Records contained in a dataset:
____________________

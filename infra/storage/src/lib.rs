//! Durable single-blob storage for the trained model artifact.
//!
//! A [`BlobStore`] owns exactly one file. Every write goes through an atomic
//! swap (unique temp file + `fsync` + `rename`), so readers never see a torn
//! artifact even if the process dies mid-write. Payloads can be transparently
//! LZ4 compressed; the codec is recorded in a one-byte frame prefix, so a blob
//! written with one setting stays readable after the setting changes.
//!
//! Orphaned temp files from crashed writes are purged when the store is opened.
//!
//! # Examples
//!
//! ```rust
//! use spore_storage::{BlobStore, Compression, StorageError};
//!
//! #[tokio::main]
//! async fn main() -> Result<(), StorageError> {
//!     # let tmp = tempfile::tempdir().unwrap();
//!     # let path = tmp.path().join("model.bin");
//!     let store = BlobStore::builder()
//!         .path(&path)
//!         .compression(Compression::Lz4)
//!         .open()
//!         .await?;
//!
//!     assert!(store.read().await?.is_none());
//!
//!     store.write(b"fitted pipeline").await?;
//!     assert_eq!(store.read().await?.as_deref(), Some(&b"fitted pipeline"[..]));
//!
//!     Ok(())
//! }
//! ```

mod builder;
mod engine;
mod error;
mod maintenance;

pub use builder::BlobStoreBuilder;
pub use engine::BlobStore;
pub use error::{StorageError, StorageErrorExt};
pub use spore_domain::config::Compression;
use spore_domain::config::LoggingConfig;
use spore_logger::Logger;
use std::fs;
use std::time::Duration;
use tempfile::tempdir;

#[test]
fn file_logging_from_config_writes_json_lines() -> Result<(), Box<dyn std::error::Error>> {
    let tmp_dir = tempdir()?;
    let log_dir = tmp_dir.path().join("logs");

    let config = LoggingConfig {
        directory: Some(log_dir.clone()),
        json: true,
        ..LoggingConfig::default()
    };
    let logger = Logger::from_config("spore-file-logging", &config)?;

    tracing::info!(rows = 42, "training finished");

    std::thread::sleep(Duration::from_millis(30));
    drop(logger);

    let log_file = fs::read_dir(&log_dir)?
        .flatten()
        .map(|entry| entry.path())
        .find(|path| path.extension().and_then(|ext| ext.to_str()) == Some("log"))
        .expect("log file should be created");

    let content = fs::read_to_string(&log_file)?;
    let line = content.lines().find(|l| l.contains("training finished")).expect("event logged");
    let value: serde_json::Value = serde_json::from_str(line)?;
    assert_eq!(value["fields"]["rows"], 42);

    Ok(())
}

____________________

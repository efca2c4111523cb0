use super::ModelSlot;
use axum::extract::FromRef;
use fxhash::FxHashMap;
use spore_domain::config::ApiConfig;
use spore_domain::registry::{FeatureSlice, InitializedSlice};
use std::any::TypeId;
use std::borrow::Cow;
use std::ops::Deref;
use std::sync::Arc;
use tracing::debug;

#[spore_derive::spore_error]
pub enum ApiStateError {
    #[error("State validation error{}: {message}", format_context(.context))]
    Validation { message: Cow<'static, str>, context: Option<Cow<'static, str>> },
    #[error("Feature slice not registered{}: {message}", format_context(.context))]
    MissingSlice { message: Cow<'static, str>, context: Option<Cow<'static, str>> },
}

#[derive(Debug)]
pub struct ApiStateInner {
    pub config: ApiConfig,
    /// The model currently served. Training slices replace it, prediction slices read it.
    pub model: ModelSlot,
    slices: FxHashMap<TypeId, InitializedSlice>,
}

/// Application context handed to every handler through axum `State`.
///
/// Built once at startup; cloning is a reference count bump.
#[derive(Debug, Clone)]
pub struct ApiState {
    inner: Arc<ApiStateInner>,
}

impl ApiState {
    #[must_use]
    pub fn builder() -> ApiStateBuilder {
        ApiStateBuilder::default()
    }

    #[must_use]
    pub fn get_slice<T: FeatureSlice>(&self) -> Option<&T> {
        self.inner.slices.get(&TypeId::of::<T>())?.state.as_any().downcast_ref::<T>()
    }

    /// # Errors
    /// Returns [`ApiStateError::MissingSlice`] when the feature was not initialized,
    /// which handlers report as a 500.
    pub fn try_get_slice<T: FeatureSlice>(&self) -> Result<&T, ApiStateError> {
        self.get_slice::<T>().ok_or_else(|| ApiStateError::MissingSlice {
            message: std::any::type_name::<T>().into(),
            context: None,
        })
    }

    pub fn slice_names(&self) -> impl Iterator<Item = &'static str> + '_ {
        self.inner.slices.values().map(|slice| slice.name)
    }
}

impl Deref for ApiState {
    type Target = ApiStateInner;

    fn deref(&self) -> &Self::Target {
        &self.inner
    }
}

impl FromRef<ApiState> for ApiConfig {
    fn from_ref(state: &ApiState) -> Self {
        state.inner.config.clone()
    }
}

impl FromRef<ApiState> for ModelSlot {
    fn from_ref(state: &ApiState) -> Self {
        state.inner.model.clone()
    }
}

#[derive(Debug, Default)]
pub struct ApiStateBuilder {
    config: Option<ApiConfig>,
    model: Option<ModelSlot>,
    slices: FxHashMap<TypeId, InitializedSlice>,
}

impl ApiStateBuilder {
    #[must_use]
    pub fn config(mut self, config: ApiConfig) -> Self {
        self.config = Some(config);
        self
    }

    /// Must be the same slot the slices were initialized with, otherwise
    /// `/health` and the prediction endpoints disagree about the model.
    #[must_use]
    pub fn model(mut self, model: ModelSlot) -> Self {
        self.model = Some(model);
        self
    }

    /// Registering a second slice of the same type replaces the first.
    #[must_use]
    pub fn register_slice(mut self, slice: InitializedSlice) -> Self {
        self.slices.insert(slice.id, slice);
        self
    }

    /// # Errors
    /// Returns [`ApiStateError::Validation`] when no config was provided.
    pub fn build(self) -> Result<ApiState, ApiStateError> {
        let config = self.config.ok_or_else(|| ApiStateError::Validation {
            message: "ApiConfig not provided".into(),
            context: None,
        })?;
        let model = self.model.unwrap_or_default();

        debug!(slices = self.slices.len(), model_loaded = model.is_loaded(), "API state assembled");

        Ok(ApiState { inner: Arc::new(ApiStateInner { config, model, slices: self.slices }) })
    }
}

____________________

* **Problem requirements**: Lines with the word "ApiConfig": copy each one from the data above.

* **Expected output**:
use spore_domain::config::ApiConfig;
    pub config: ApiConfig,
impl FromRef<ApiState> for ApiConfig {
    config: Option<ApiConfig>,
    pub fn config(mut self, config: ApiConfig) -> Self {
            message: "ApiConfig not provided".into(),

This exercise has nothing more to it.